DATA:
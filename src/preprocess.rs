//! Contrast preprocessing for labeling and training input.
//!
//! Pipeline per image: grayscale, contrast-limited adaptive histogram
//! equalization (clip limit 2.0, 8x8 tile grid), a light denoising blur,
//! then an exact resize to the 640x640 model input size.

use anyhow::{Context, Result};
use image::imageops::{self, FilterType};
use image::{GrayImage, Luma};
use std::fs;
use std::path::Path;

use crate::files::image_files;

/// Model input edge length.
pub const OUTPUT_SIZE: u32 = 640;

const CLAHE_CLIP_LIMIT: f64 = 2.0;
const CLAHE_TILES: u32 = 8;

/// Sigma equivalent to the light 3x3 denoising kernel.
const DENOISE_SIGMA: f32 = 0.8;

/// Run the full preprocessing pipeline on one grayscale image.
pub fn preprocess_image(gray: &GrayImage) -> GrayImage {
    let enhanced = clahe(gray, CLAHE_CLIP_LIMIT, CLAHE_TILES);
    let blurred = imageops::blur(&enhanced, DENOISE_SIGMA);
    imageops::resize(&blurred, OUTPUT_SIZE, OUTPUT_SIZE, FilterType::Triangle)
}

/// Preprocess every image of a directory into `output_dir` under the same
/// filename. Unreadable images are logged and skipped. Returns the number
/// of images written.
pub fn preprocess_dir(input_dir: &Path, output_dir: &Path) -> Result<usize> {
    fs::create_dir_all(output_dir).with_context(|| format!("create {}", output_dir.display()))?;

    let mut processed = 0;
    for path in image_files(input_dir)? {
        let gray = match image::open(&path) {
            Ok(img) => img.into_luma8(),
            Err(err) => {
                log::warn!("cannot read {}: {}", path.display(), err);
                continue;
            }
        };
        let result = preprocess_image(&gray);
        let file_name = path
            .file_name()
            .with_context(|| format!("no file name in {}", path.display()))?;
        let out_path = output_dir.join(file_name);
        result
            .save(&out_path)
            .with_context(|| format!("save {}", out_path.display()))?;
        processed += 1;
    }
    Ok(processed)
}

/// Contrast-limited adaptive histogram equalization.
///
/// Each tile gets its own clipped-and-redistributed histogram mapping;
/// pixels are remapped by bilinear interpolation between the mappings of
/// the four surrounding tiles, which hides tile seams.
fn clahe(image: &GrayImage, clip_limit: f64, tiles: u32) -> GrayImage {
    let (width, height) = image.dimensions();
    if width == 0 || height == 0 {
        return image.clone();
    }
    let tiles_x = tiles.clamp(1, width);
    let tiles_y = tiles.clamp(1, height);
    // even integer partition; every tile is nonempty because the tile
    // count never exceeds the axis length
    let tile_w = f64::from(width) / f64::from(tiles_x);
    let tile_h = f64::from(height) / f64::from(tiles_y);

    let mut luts = vec![[0u8; 256]; (tiles_x * tiles_y) as usize];
    for ty in 0..tiles_y {
        for tx in 0..tiles_x {
            let x0 = tx * width / tiles_x;
            let y0 = ty * height / tiles_y;
            let x1 = (tx + 1) * width / tiles_x;
            let y1 = (ty + 1) * height / tiles_y;

            let mut hist = [0u32; 256];
            for y in y0..y1 {
                for x in x0..x1 {
                    hist[image.get_pixel(x, y).0[0] as usize] += 1;
                }
            }
            let area = f64::from((x1 - x0) * (y1 - y0));
            let clip = (clip_limit * area / 256.0).max(1.0) as u32;

            // Clip each bin and hand the excess back evenly, residual
            // spread with a stride so no value range is favored.
            let mut excess = 0u32;
            for count in hist.iter_mut() {
                if *count > clip {
                    excess += *count - clip;
                    *count = clip;
                }
            }
            let bonus = excess / 256;
            let mut residual = (excess % 256) as usize;
            for count in hist.iter_mut() {
                *count += bonus;
            }
            if residual > 0 {
                let step = (256 / residual).max(1);
                let mut i = 0;
                while i < 256 && residual > 0 {
                    hist[i] += 1;
                    residual -= 1;
                    i += step;
                }
            }

            let lut = &mut luts[(ty * tiles_x + tx) as usize];
            let scale = 255.0 / area;
            let mut cdf = 0u32;
            for (value, count) in hist.iter().enumerate() {
                cdf += count;
                lut[value] = (f64::from(cdf) * scale).round().clamp(0.0, 255.0) as u8;
            }
        }
    }

    let tiles_x = tiles_x as usize;
    let mut out = GrayImage::new(width, height);
    for y in 0..height {
        let (ty0, ty1, wy) = tile_axis(y, tile_h, tiles_y);
        for x in 0..width {
            let (tx0, tx1, wx) = tile_axis(x, tile_w, tiles_x as u32);
            let value = image.get_pixel(x, y).0[0] as usize;
            let top = f64::from(luts[ty0 * tiles_x + tx0][value]) * (1.0 - wx)
                + f64::from(luts[ty0 * tiles_x + tx1][value]) * wx;
            let bottom = f64::from(luts[ty1 * tiles_x + tx0][value]) * (1.0 - wx)
                + f64::from(luts[ty1 * tiles_x + tx1][value]) * wx;
            let blended = top * (1.0 - wy) + bottom * wy;
            out.put_pixel(x, y, Luma([blended.round().clamp(0.0, 255.0) as u8]));
        }
    }
    out
}

/// For one axis, the two neighboring tile indices and the interpolation
/// weight toward the second, measured between tile centers. Pixels before
/// the first or past the last tile center collapse to that edge tile.
fn tile_axis(coord: u32, tile_size: f64, tiles: u32) -> (usize, usize, f64) {
    let f = (f64::from(coord) + 0.5) / tile_size - 0.5;
    if f <= 0.0 {
        return (0, 0, 0.0);
    }
    let base = f.floor() as usize;
    let last = tiles as usize - 1;
    if base >= last {
        return (last, last, 0.0);
    }
    (base, base + 1, f - base as f64)
}

#[cfg(test)]
mod tests {
    use super::*;

    #[test]
    fn output_is_model_input_size() {
        let gray = GrayImage::from_fn(123, 77, |x, y| Luma([((x + y) % 256) as u8]));
        let out = preprocess_image(&gray);
        assert_eq!(out.dimensions(), (OUTPUT_SIZE, OUTPUT_SIZE));
    }

    #[test]
    fn clahe_keeps_uniform_image_near_its_level() {
        let gray = GrayImage::from_pixel(320, 320, Luma([128]));
        let out = clahe(&gray, CLAHE_CLIP_LIMIT, CLAHE_TILES);
        for pixel in out.pixels() {
            let v = i32::from(pixel.0[0]);
            assert!((v - 128).abs() <= 8, "uniform level drifted to {}", v);
        }
    }

    #[test]
    fn clahe_does_not_shrink_contrast() {
        let gray = GrayImage::from_fn(320, 320, |x, _| Luma([(100 + x * 56 / 320) as u8]));
        let out = clahe(&gray, CLAHE_CLIP_LIMIT, CLAHE_TILES);
        let (mut lo, mut hi) = (255u8, 0u8);
        for pixel in out.pixels() {
            lo = lo.min(pixel.0[0]);
            hi = hi.max(pixel.0[0]);
        }
        assert!(hi - lo >= 56, "contrast shrank to {}..{}", lo, hi);
    }

    #[test]
    fn tile_axis_clamps_at_edges() {
        assert_eq!(tile_axis(0, 40.0, 8), (0, 0, 0.0));
        let (lo, hi, w) = tile_axis(60, 40.0, 8);
        assert_eq!((lo, hi), (1, 2));
        assert!(w > 0.0 && w < 1.0);
        assert_eq!(tile_axis(319, 40.0, 8), (7, 7, 0.0));
    }
}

TO DO:
Return exactly the lines from the line bearing "let (lo, hi, w)" to the end of the records, inclusive of both; include no other lines.

REPLY:
        let (lo, hi, w) = tile_axis(60, 40.0, 8);
        assert_eq!((lo, hi), (1, 2));
        assert!(w > 0.0 && w < 1.0);
        assert_eq!(tile_axis(319, 40.0, 8), (7, 7, 0.0));
    }
}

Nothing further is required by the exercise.